YOUR ASSIGNMENT:
Starting at the first line and ending at the last, reproduce the records below exactly.

DATA RECORDS below:

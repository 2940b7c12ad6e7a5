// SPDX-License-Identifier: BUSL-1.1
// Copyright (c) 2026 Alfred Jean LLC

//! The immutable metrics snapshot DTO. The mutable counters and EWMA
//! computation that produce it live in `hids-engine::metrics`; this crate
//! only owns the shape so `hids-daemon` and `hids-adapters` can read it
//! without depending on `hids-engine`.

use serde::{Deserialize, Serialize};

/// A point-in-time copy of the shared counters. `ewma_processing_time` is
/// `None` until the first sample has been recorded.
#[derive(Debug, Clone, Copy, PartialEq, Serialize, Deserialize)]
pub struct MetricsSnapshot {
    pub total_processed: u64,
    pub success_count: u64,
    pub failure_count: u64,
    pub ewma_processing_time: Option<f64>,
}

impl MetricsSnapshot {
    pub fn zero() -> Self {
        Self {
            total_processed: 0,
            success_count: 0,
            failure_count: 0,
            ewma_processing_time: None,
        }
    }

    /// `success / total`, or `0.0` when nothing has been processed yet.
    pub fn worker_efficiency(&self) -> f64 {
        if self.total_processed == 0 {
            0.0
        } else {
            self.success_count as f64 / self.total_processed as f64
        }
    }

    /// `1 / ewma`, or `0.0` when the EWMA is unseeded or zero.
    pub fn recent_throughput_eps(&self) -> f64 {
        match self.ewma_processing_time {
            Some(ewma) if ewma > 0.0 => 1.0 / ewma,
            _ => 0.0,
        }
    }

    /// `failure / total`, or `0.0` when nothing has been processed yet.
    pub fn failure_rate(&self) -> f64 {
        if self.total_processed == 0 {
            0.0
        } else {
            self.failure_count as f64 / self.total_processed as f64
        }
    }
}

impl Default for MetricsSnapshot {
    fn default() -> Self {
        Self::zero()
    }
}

End of DATA RECORDS.

WRITTEN SOLUTION:
repository 2940b7c12ad6e7a5
// SPDX-License-Identifier: BUSL-1.1
// Copyright (c) 2026 Alfred Jean LLC

//! The immutable metrics snapshot DTO. The mutable counters and EWMA
//! computation that produce it live in `hids-engine::metrics`; this crate
//! only owns the shape so `hids-daemon` and `hids-adapters` can read it
//! without depending on `hids-engine`.

use serde::{Deserialize, Serialize};

/// A point-in-time copy of the shared counters. `ewma_processing_time` is
/// `None` until the first sample has been recorded.
#[derive(Debug, Clone, Copy, PartialEq, Serialize, Deserialize)]
pub struct MetricsSnapshot {
    pub total_processed: u64,
    pub success_count: u64,
    pub failure_count: u64,
    pub ewma_processing_time: Option<f64>,
}

impl MetricsSnapshot {
    pub fn zero() -> Self {
        Self {
            total_processed: 0,
            success_count: 0,
            failure_count: 0,
            ewma_processing_time: None,
        }
    }

    /// `success / total`, or `0.0` when nothing has been processed yet.
    pub fn worker_efficiency(&self) -> f64 {
        if self.total_processed == 0 {
            0.0
        } else {
            self.success_count as f64 / self.total_processed as f64
        }
    }

    /// `1 / ewma`, or `0.0` when the EWMA is unseeded or zero.
    pub fn recent_throughput_eps(&self) -> f64 {
        match self.ewma_processing_time {
            Some(ewma) if ewma > 0.0 => 1.0 / ewma,
            _ => 0.0,
        }
    }

    /// `failure / total`, or `0.0` when nothing has been processed yet.
    pub fn failure_rate(&self) -> f64 {
        if self.total_processed == 0 {
            0.0
        } else {
            self.failure_count as f64 / self.total_processed as f64
        }
    }
}

impl Default for MetricsSnapshot {
    fn default() -> Self {
        Self::zero()
    }
}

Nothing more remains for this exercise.